━━━ Data excerpts ━━━
//! Item definitions
//!
//! Core item types: rarities, slots, modifiers and the concrete item instance
//! a player holds.

use std::collections::HashSet;
use serde::{Deserialize, Serialize};

use super::stats::StatId;

/// Unique item ID for tracking
pub type ItemId = u64;

/// Item rarity tiers
#[derive(Debug, Clone, Copy, PartialEq, Eq, Hash, PartialOrd, Ord, Serialize, Deserialize)]
pub enum Rarity {
    Normal, // White - one low-tier modifier
    Magic,  // Blue - 1-2 modifiers
    Rare,   // Yellow - 3-6 modifiers, at most 3 prefixes and 3 suffixes
    Unique, // Orange - fixed hand-authored modifiers
}

impl Rarity {
    /// All rarities, most common first
    pub const ALL: [Rarity; 4] = [Rarity::Normal, Rarity::Magic, Rarity::Rare, Rarity::Unique];

    /// Get rarity name
    pub fn name(&self) -> &'static str {
        match self {
            Rarity::Normal => "Normal",
            Rarity::Magic => "Magic",
            Rarity::Rare => "Rare",
            Rarity::Unique => "Unique",
        }
    }

    /// Get display color RGB
    pub fn color(&self) -> (u8, u8, u8) {
        match self {
            Rarity::Normal => (200, 200, 200),
            Rarity::Magic => (136, 136, 255),
            Rarity::Rare => (255, 255, 119),
            Rarity::Unique => (175, 96, 37),
        }
    }

    /// Drop weight; normalized against the sum when rolling
    pub fn weight(&self) -> f64 {
        match self {
            Rarity::Normal => 0.60,
            Rarity::Magic => 0.30,
            Rarity::Rare => 0.09,
            Rarity::Unique => 0.01,
        }
    }

    /// Inclusive (min, max) explicit modifier count for rolled items.
    /// Uniques carry their authored set instead and return `None`.
    pub fn modifier_bounds(&self) -> Option<(usize, usize)> {
        match self {
            Rarity::Normal => Some((1, 1)),
            Rarity::Magic => Some((1, 2)),
            Rarity::Rare => Some((3, 6)),
            Rarity::Unique => None,
        }
    }

    /// Affix tiers a roll of this rarity may draw from
    pub fn allowed_tiers(&self) -> &'static [u8] {
        match self {
            Rarity::Normal => &[1],
            Rarity::Magic => &[1, 2],
            Rarity::Rare => &[1, 2, 3],
            Rarity::Unique => &[],
        }
    }

    /// Vendor price multiplier
    pub fn price_multiplier(&self) -> u64 {
        match self {
            Rarity::Normal => 1,
            Rarity::Magic => 2,
            Rarity::Rare => 5,
            Rarity::Unique => 10,
        }
    }
}

/// Prefix/suffix split for rare items
pub const MAX_PREFIXES: usize = 3;
pub const MAX_SUFFIXES: usize = 3;

/// Where a template can be worn
#[derive(Debug, Clone, Copy, PartialEq, Eq, Hash, Serialize, Deserialize)]
pub enum ItemSlot {
    Weapon,
    OffHand,
    Helmet,
    BodyArmour,
    Gloves,
    Boots,
    Shoulders,
    Amulet,
    Trinket,
    Ring,
    Belt,
}

impl ItemSlot {
    /// Equipment slots this kind of item may occupy, in preference order
    pub fn equip_slots(&self) -> &'static [EquipSlot] {
        match self {
            ItemSlot::Weapon => &[EquipSlot::MainHand],
            ItemSlot::OffHand => &[EquipSlot::OffHand],
            ItemSlot::Helmet => &[EquipSlot::Head],
            ItemSlot::BodyArmour => &[EquipSlot::Body],
            ItemSlot::Gloves => &[EquipSlot::Hands],
            ItemSlot::Boots => &[EquipSlot::Feet],
            ItemSlot::Shoulders => &[EquipSlot::Shoulders],
            ItemSlot::Amulet => &[EquipSlot::Amulet],
            ItemSlot::Trinket => &[EquipSlot::Trinket],
            ItemSlot::Ring => &[EquipSlot::Ring1, EquipSlot::Ring2],
            ItemSlot::Belt => &[EquipSlot::Belt],
        }
    }
}

/// Equipment slots on a character
#[derive(Debug, Clone, Copy, PartialEq, Eq, Hash, PartialOrd, Ord, Serialize, Deserialize)]
pub enum EquipSlot {
    MainHand,
    OffHand,
    Head,
    Body,
    Hands,
    Feet,
    Shoulders,
    Amulet,
    Trinket,
    Ring1,
    Ring2,
    Belt,
}

/// Whether an affix sits before or after the base name
#[derive(Debug, Clone, Copy, PartialEq, Eq, Hash, Serialize, Deserialize)]
pub enum AffixKind {
    Prefix,
    Suffix,
    /// Built into the base template
    Implicit,
    /// Authored on a unique item
    Unique,
}

/// A rolled modifier (affix) on an item
#[derive(Debug, Clone, PartialEq, Eq, Serialize, Deserialize)]
pub struct Modifier {
    /// Exclusivity key: at most one modifier per group on an item
    pub group: String,
    pub stat: StatId,
    pub tier: u8,
    pub value: i32,
    pub kind: AffixKind,
}

/// The main item instance
#[derive(Debug, Clone, PartialEq, Serialize, Deserialize)]
pub struct ItemInstance {
    /// Unique instance ID
    pub uid: ItemId,
    /// Catalog template this was generated from
    pub template_id: String,
    /// Base name, or the unique's name
    pub name: String,
    /// Rarity tier
    pub rarity: Rarity,
    /// Explicit modifiers
    pub modifiers: Vec<Modifier>,
    /// Implicit modifiers rolled from the template
    #[serde(default)]
    pub implicits: Vec<Modifier>,
    /// Support socket count (weapons only)
    #[serde(default)]
    pub sockets: Option<u8>,
    /// Item level (area level it dropped in)
    pub level: u32,
    /// Unique definition id, if this is a unique
    #[serde(default)]
    pub unique_id: Option<String>,
    /// Set membership
    #[serde(default)]
    pub set_id: Option<String>,
    /// Footprint in inventory cells (width, height)
    pub footprint: (u8, u8),
    /// Equipment category, if wearable
    #[serde(default)]
    pub slot: Option<ItemSlot>,
}

impl ItemInstance {
    /// Create a plain normal item with no modifiers
    pub fn new(uid: ItemId, template_id: impl Into<String>, name: impl Into<String>, level: u32) -> Self {
        Self {
            uid,
            template_id: template_id.into(),
            name: name.into(),
            rarity: Rarity::Normal,
            modifiers: Vec::new(),
            implicits: Vec::new(),
            sockets: None,
            level,
            unique_id: None,
            set_id: None,
            footprint: (1, 1),
            slot: None,
        }
    }

    /// Check whether a modifier group is already taken
    pub fn has_group(&self, group: &str) -> bool {
        self.modifiers.iter().any(|m| m.group == group)
    }

    /// Groups used by explicit modifiers
    pub fn groups(&self) -> HashSet<&str> {
        self.modifiers.iter().map(|m| m.group.as_str()).collect()
    }

    pub fn prefix_count(&self) -> usize {
        self.modifiers.iter().filter(|m| m.kind == AffixKind::Prefix).count()
    }

    pub fn suffix_count(&self) -> usize {
        self.modifiers.iter().filter(|m| m.kind == AffixKind::Suffix).count()
    }

    /// Check if item is a weapon
    pub fn is_weapon(&self) -> bool {
        self.slot == Some(ItemSlot::Weapon)
    }

    /// Check if item is equippable
    pub fn is_equippable(&self) -> bool {
        self.slot.is_some()
    }

    /// Sum of a stat across implicit and explicit modifiers
    pub fn stat_total(&self, stat: StatId) -> i64 {
        self.implicits
            .iter()
            .chain(self.modifiers.iter())
            .filter(|m| m.stat == stat)
            .map(|m| m.value as i64)
            .sum()
    }

    /// Display name with rarity prefix
    pub fn display_name(&self) -> String {
        match self.rarity {
            Rarity::Unique | Rarity::Normal => self.name.clone(),
            _ => format!("{} {}", self.rarity.name(), self.name),
        }
    }

    /// True if the explicit modifiers never repeat a group
    pub fn groups_are_exclusive(&self) -> bool {
        self.groups().len() == self.modifiers.len()
    }
}

/// Hands out item uids. Lives in the session instead of a global counter so
/// independent sessions and tests never collide.
#[derive(Debug, Clone, Copy, PartialEq, Eq, Serialize, Deserialize)]
pub struct ItemIdAllocator {
    next: ItemId,
}

impl Default for ItemIdAllocator {
    fn default() -> Self {
        Self { next: 1 }
    }
}

impl ItemIdAllocator {
    pub fn new() -> Self {
        Self::default()
    }

    /// Resume from a saved counter
    pub fn starting_at(next: ItemId) -> Self {
        Self { next: next.max(1) }
    }

    /// Get next unique item ID
    pub fn next_id(&mut self) -> ItemId {
        let id = self.next;
        self.next += 1;
        id
    }

    /// The id the next call will return
    pub fn peek(&self) -> ItemId {
        self.next
    }
}

#[cfg(test)]
mod tests {
    use super::*;

    fn modifier(group: &str, stat: StatId, value: i32, kind: AffixKind) -> Modifier {
        Modifier { group: group.to_string(), stat, tier: 1, value, kind }
    }

    #[test]
    fn test_rarity_weights_sum_to_one() {
        let total: f64 = Rarity::ALL.iter().map(|r| r.weight()).sum();
        assert!((total - 1.0).abs() < 1e-9);
    }

    #[test]
    fn test_ring_routes_to_both_ring_slots() {
        assert_eq!(ItemSlot::Ring.equip_slots(), &[EquipSlot::Ring1, EquipSlot::Ring2]);
        assert_eq!(ItemSlot::Belt.equip_slots(), &[EquipSlot::Belt]);
    }

    #[test]
    fn test_stat_total_includes_implicits() {
        let mut item = ItemInstance::new(1, "iron_ring", "Iron Ring", 5);
        item.implicits.push(modifier("implicit_life", StatId::MaximumLife, 10, AffixKind::Implicit));
        item.modifiers.push(modifier("life", StatId::MaximumLife, 25, AffixKind::Prefix));
        item.modifiers.push(modifier("fire_res", StatId::FireResistance, 12, AffixKind::Suffix));

        assert_eq!(item.stat_total(StatId::MaximumLife), 35);
        assert_eq!(item.prefix_count(), 1);
        assert_eq!(item.suffix_count(), 1);
        assert!(item.has_group("fire_res"));
        assert!(item.groups_are_exclusive());
    }

    #[test]
    fn test_id_allocator() {
        let mut ids = ItemIdAllocator::new();
        assert_eq!(ids.next_id(), 1);
        assert_eq!(ids.next_id(), 2);
        assert_eq!(ItemIdAllocator::starting_at(0).peek(), 1);
    }
}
━━━
- What is expected:
The lines to copy run from the start of the records above through the line holding "Normal, // White - one low-tier modifier"; give them exactly, both ends included, and nothing else.

- Solution for this problem:
//! Item definitions
//!
//! Core item types: rarities, slots, modifiers and the concrete item instance
//! a player holds.

use std::collections::HashSet;
use serde::{Deserialize, Serialize};

use super::stats::StatId;

/// Unique item ID for tracking
pub type ItemId = u64;

/// Item rarity tiers
#[derive(Debug, Clone, Copy, PartialEq, Eq, Hash, PartialOrd, Ord, Serialize, Deserialize)]
pub enum Rarity {
    Normal, // White - one low-tier modifier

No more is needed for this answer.